Una cosa que es importante comprender es que, en vez de una respuesta liberal a los retos de la democratización, lo que se promueve a menudo es ofrecer a la gente ideas disparatadas. El mccarthysmo fue un poco el QAnon de los años 50, era algo que no había que tomar seriamente, se decía: ni caso, esta gente está borracha y no sabe de lo que está hablando, ve fantasmas por todas partes. McCarthy era alcohólico y la mayoría del tiempo no sabía qué demonios decía, eso es cierto. Dicho esto, también es cierto que hubo un momento en los años del New Deal en que hubo un giro ideológico en ciertas personas del estado, no entre las élites, Roosevelt, por ejemplo, jamás fue percibido como un comunista, pero sí entre cargos gubernamentales por debajo, como directores generales, y en ese mundo la división entre un demócrata pro New Deal, un socialista y un comunista podía ser muy borrosa, y la gente ubicada más a la izquierda buscaba en Washington un proyecto aún más radical.
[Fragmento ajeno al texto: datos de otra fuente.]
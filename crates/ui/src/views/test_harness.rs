use std::cell::RefCell;
use std::rc::Rc;

use dioxus::core::NoOpMutations;
use dioxus::prelude::*;
use quiz_core::model::{AnswerId, QuizConfig, QuizEvent, ScoreSummary};

use crate::views::advance::AdvanceTestHandles;
use crate::views::score_summary::ScoreSummaryTestHandles;
use crate::views::shell::ShellTestHandles;
use crate::views::{AdvanceControlView, QuizShell, ScoreSummaryView};

/// Sink for events a view under test dispatches.
#[derive(Clone, Default)]
pub struct RecordedEvents {
    events: Rc<RefCell<Vec<QuizEvent>>>,
}

impl RecordedEvents {
    pub fn record(&self, event: QuizEvent) {
        self.events.borrow_mut().push(event);
    }

    pub fn snapshot(&self) -> Vec<QuizEvent> {
        self.events.borrow().clone()
    }

    pub fn tags(&self) -> Vec<&'static str> {
        self.events.borrow().iter().map(|event| event.tag()).collect()
    }
}

#[derive(Clone, PartialEq)]
pub enum ViewKind {
    Score(ScoreSummary),
    Advance(Option<AnswerId>),
    Shell,
}

#[derive(Props, Clone)]
struct ViewHarnessProps {
    view: ViewKind,
    config: QuizConfig,
    events: RecordedEvents,
    score_handles: ScoreSummaryTestHandles,
    advance_handles: AdvanceTestHandles,
    shell_handles: ShellTestHandles,
}

impl PartialEq for ViewHarnessProps {
    fn eq(&self, _other: &Self) -> bool {
        true
    }
}

impl Eq for ViewHarnessProps {}

#[component]
fn ViewHarnessRoot(props: ViewHarnessProps) -> Element {
    use_context_provider(|| props.config);
    use_context_provider(|| props.score_handles.clone());
    use_context_provider(|| props.advance_handles.clone());
    use_context_provider(|| props.shell_handles.clone());

    let events = props.events.clone();
    match props.view.clone() {
        ViewKind::Score(summary) => rsx! {
            ScoreSummaryView { summary, on_event: move |event| events.record(event) }
        },
        ViewKind::Advance(answer) => rsx! {
            AdvanceControlView { answer, on_event: move |event| events.record(event) }
        },
        ViewKind::Shell => rsx! { QuizShell {} },
    }
}

pub struct ViewHarness {
    pub dom: VirtualDom,
    pub events: RecordedEvents,
    pub score_handles: ScoreSummaryTestHandles,
    pub advance_handles: AdvanceTestHandles,
    pub shell_handles: ShellTestHandles,
}

impl ViewHarness {
    pub fn rebuild(&mut self) {
        self.dom.rebuild_in_place();
        drive_dom(&mut self.dom);
    }

    pub fn drive(&mut self) {
        drive_dom(&mut self.dom);
    }

    pub fn render(&self) -> String {
        dioxus_ssr::render(&self.dom)
    }
}

pub fn drive_dom(dom: &mut VirtualDom) {
    dom.process_events();
    dom.render_immediate(&mut NoOpMutations);
    dom.process_events();
}

/// Three questions worth ten points each; enough to finish a run quickly.
pub fn demo_config() -> QuizConfig {
    QuizConfig::new(3, 10).expect("valid quiz config")
}

pub fn setup_view_harness(view: ViewKind) -> ViewHarness {
    let events = RecordedEvents::default();
    let score_handles = ScoreSummaryTestHandles::default();
    let advance_handles = AdvanceTestHandles::default();
    let shell_handles = ShellTestHandles::default();

    let dom = VirtualDom::new_with_props(
        ViewHarnessRoot,
        ViewHarnessProps {
            view,
            config: demo_config(),
            events: events.clone(),
            score_handles: score_handles.clone(),
            advance_handles: advance_handles.clone(),
            shell_handles: shell_handles.clone(),
        },
    );

    ViewHarness {
        dom,
        events,
        score_handles,
        advance_handles,
        shell_handles,
    }
}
Esta línea borrosa en unas partes y otras en los años 30 se convirtió en algo inaceptable durante los años de la Guerra Fría. Muchas de las opiniones que uno podía tener públicamente en los años 30, se convirtieron muy embarazosas de expresar en los años 40 y especialmente en los 50, y McCarthy se aprovechó de esta circunstancia. Dentro de esto, una gente lo hacía de una manera cínica y otra porque creía sinceramente que el destino del mundo estaba en juego, como Whitakker Chambers [periodista que, tras unos primeros años de comunista y de espía soviético, acabó rechazando la ideológica y adoptó posturas conservadoras hasta el punto de que Ronald Reagan lo galardonó en 1984 a título póstumo]. Es cierto que los progresistas han creado una imagen distorsionada de lo que han sido cuando niegan la influencia que tuvieron de la izquierda radical. McCarthy combatió esa influencia, pero los medios que empleó fueron una amenaza para Estados Unidos y los progresos que se habían hecho desde los años 30.

Sobre los años 60, usted afirma: “Si el orden del New Deal se hizo por una crisis económica, se deshizo por una social”. ¿A qué se refiere?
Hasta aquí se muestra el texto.